Another tool designed to improve governance is the requirement on the Commissioner for Fair Trading to publish on the internet particulars of enforcement or disciplinary action against an operator. Unfortunately the Commissioner does not currently publish this information.

Poor operator conduct is still a significant issue for many home owners across the State because the measures in the RLLC Act geared towards improving governance have been ineffective. In order to improve governance we need processes to address poor conduct including a proactive approach to compliance and enforcement. This requires a genuine commitment from government to address this issue and have a properly resourced regulator.

Protection of residents

The RLLC Act did bring some improvements to the rights of home owners and enhanced protection in certain areas. The removal of the old principal place of residence test has provided greater security of tenure, and beneficiaries and executors of deceased estates are now clearly covered by the Act.

The RLLC Act improved rights and protections regarding home sales and increased a home owners ability to determine who lives with them. Other improvements are around access arrangements, tree maintenance and greater access to the Tribunal to have a dispute resolved.

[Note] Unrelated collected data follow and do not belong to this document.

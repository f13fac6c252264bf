use std::time::Instant;

use etl_core::contract::{PipelineRoute, RunMode};
use etl_core::grid::Grid;
use etl_core::keys::assign_surrogate_keys;
use etl_core::report::{discover_periods, latest_period, object_key, Dataset, ReportPeriod};
use etl_core::schema::{LoadMethod, SqlValue, TableRecord};
use etl_core::transform::{BalanceRecord, DatasetRecord, EgresoRecord, IngresoRecord};
use etl_core::EtlError;

use crate::adapters::report_source::ReportSource;
use crate::adapters::warehouse::Warehouse;
use crate::adapters::workbook::WorkbookDecoder;
use crate::logging::PipelineLog;

/// Adapters one pipeline run reads from and writes to.
pub struct PipelineDeps<'a> {
    pub source: &'a dyn ReportSource,
    pub decoder: &'a dyn WorkbookDecoder,
    pub warehouse: &'a dyn Warehouse,
}

#[derive(Debug, Clone, PartialEq, Eq)]
pub struct PipelineSummary {
    pub route: PipelineRoute,
    pub periods: Vec<ReportPeriod>,
    pub rows_loaded: u64,
}

pub async fn run_pipeline(
    route: PipelineRoute,
    deps: &PipelineDeps<'_>,
    log: &mut PipelineLog,
) -> Result<PipelineSummary, EtlError> {
    let started_at = Instant::now();
    let (periods, rows_loaded) = match route.dataset() {
        Dataset::EgresosDetallado => run_mode::<EgresoRecord>(route.mode(), deps, log).await?,
        Dataset::IngresosDetallado => run_mode::<IngresoRecord>(route.mode(), deps, log).await?,
        Dataset::BalancePresupuestario => {
            run_mode::<BalanceRecord>(route.mode(), deps, log).await?
        }
    };
    tracing::info!(
        component = "pipeline",
        event = "pipeline_completed",
        pipeline = route.pipeline_name(),
        periods = periods.len(),
        rows_loaded,
        duration_ms = started_at.elapsed().as_millis() as u64,
    );
    Ok(PipelineSummary {
        route,
        periods,
        rows_loaded,
    })
}

async fn run_mode<R: DatasetRecord>(
    mode: RunMode,
    deps: &PipelineDeps<'_>,
    log: &mut PipelineLog,
) -> Result<(Vec<ReportPeriod>, u64), EtlError> {
    match mode {
        RunMode::Single => run_single::<R>(deps, log).await,
        RunMode::Bulk => run_bulk::<R>(deps, log).await,
    }
}

async fn run_single<R: DatasetRecord>(
    deps: &PipelineDeps<'_>,
    log: &mut PipelineLog,
) -> Result<(Vec<ReportPeriod>, u64), EtlError> {
    let dataset = R::DATASET;
    log.info(100, format!("Starting ETL pipeline for {}", dataset.label()));

    let keys = list_report_keys(deps, dataset).await?;
    let period = latest_period(dataset, keys.iter().map(String::as_str)).ok_or_else(|| {
        EtlError::SourceMissing(format!(
            "No valid {} file found in {}.",
            dataset.label(),
            deps.source.name()
        ))
    })?;
    log.info(110, format!("Latest file detected: {period}"));

    log.info(200, format!("Extracting data from {}", deps.source.name()));
    let (grid, location) = extract(deps, dataset, period).await?;
    log.info(
        210,
        format!("Extracted rows: {} from {location}", grid.height()),
    );

    log.info(300, "Transforming data");
    let records = transform::<R>(&grid)?;
    log.info(310, format!("Transformed rows: {}", records.len()));

    log.info(400, "Preparing DB objects");
    log.info(410, "Loading data into PostgreSQL (upsert)");
    let loaded = load(deps, records, RunMode::Single.load_method())
        .await
        .map_err(|error| EtlError::warehouse(format!("Single load (upsert) failed: {error}")))?;
    log.info(499, "Load completed successfully");

    Ok((vec![period], loaded))
}

async fn run_bulk<R: DatasetRecord>(
    deps: &PipelineDeps<'_>,
    log: &mut PipelineLog,
) -> Result<(Vec<ReportPeriod>, u64), EtlError> {
    let dataset = R::DATASET;
    log.note(format!("Starting bulk pipeline run for {}", dataset.label()));

    let keys = list_report_keys(deps, dataset).await?;
    let periods = discover_periods(dataset, keys.iter().map(String::as_str));
    if periods.is_empty() {
        return Err(EtlError::SourceMissing(format!(
            "No valid {} files found for bulk processing.",
            dataset.label()
        )));
    }

    let mut processed = Vec::with_capacity(periods.len());
    let mut records: Vec<R> = Vec::new();
    for period in periods {
        log.info(100, format!("Processing {period}"));
        let grid = match extract(deps, dataset, period).await {
            Ok((grid, _)) => grid,
            Err(error @ EtlError::UnreadableReport { .. }) => {
                log.warn(400, strip_code(&error.to_string()));
                continue;
            }
            Err(error) => return Err(error),
        };
        records.extend(transform::<R>(&grid)?);
        processed.push(period);
    }

    if processed.is_empty() {
        return Err(EtlError::layout(
            "No data was extracted and transformed from any of the files.",
        ));
    }

    let loaded = load(deps, records, RunMode::Bulk.load_method())
        .await
        .map_err(|error| EtlError::warehouse(format!("Bulk load failed: {error}")))?;
    log.note(format!(
        "Loaded {loaded} rows from {} files",
        processed.len()
    ));
    Ok((processed, loaded))
}

async fn list_report_keys(
    deps: &PipelineDeps<'_>,
    dataset: Dataset,
) -> Result<Vec<String>, EtlError> {
    deps.source
        .list_keys(dataset.object_prefix())
        .await
        .map_err(EtlError::storage)
}

/// Reads and decodes one period's report; unreadable or blank sheets are
/// reported as [`EtlError::UnreadableReport`].
async fn extract(
    deps: &PipelineDeps<'_>,
    dataset: Dataset,
    period: ReportPeriod,
) -> Result<(Grid, String), EtlError> {
    let key = object_key(dataset, period);
    let location = deps.source.location(&key);
    let unreadable = |detail: String| {
        tracing::warn!(
            component = "pipeline",
            event = "report_unreadable",
            location = location.as_str(),
            error = detail.as_str(),
        );
        EtlError::UnreadableReport {
            location: location.clone(),
        }
    };

    let bytes = deps.source.read_object(&key).await.map_err(&unreadable)?;
    let grid = deps
        .decoder
        .decode(&bytes, dataset.sheet_name())
        .map_err(&unreadable)?;
    if grid.is_empty() {
        return Err(unreadable("sheet has no cells".to_string()));
    }
    Ok((grid, location.clone()))
}

fn transform<R: DatasetRecord>(grid: &Grid) -> Result<Vec<R>, EtlError> {
    let mut records = R::from_grid(grid)?;
    assign_surrogate_keys(&mut records);
    Ok(records)
}

async fn load<R: DatasetRecord>(
    deps: &PipelineDeps<'_>,
    records: Vec<R>,
    method: LoadMethod,
) -> Result<u64, String> {
    let rows: Vec<Vec<SqlValue>> = records.iter().map(TableRecord::values).collect();
    deps.warehouse.load(&R::table(), rows, method).await
}

fn strip_code(message: &str) -> &str {
    message
        .split_once(" | ")
        .map(|(_, rest)| rest)
        .unwrap_or(message)
}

Conversely, some prior legislative protections appear to have been diminished rather than enhanced. Examples include: the relaxation of subject matter for community rules; the apparent transfer of site maintenance costs to home owners; the removal of assignment rights; reduced ability to challenge site fee increases; and, increased difficulty to achieve a site fee reduction when services or facilities are withdrawn or reduced.

The RLLC Act has a difficult job to do. It must balance the rights of parties with different interests, and that is not easy. It is unlikely the balance will ever be perfect but, at present the Act seems weighted too heavily in favour of operators and, having facilitated growth and viability, it now needs to tilt back towards better protecting residents.

It is important for land lease community residents to engage with the review process and let the government know what is and what is not working. There are a number of ways to do this including writing a submission and talking with your local Member of Parliament. 

The Tenants’ Union will be participating in the review and we have already started consulting with residents.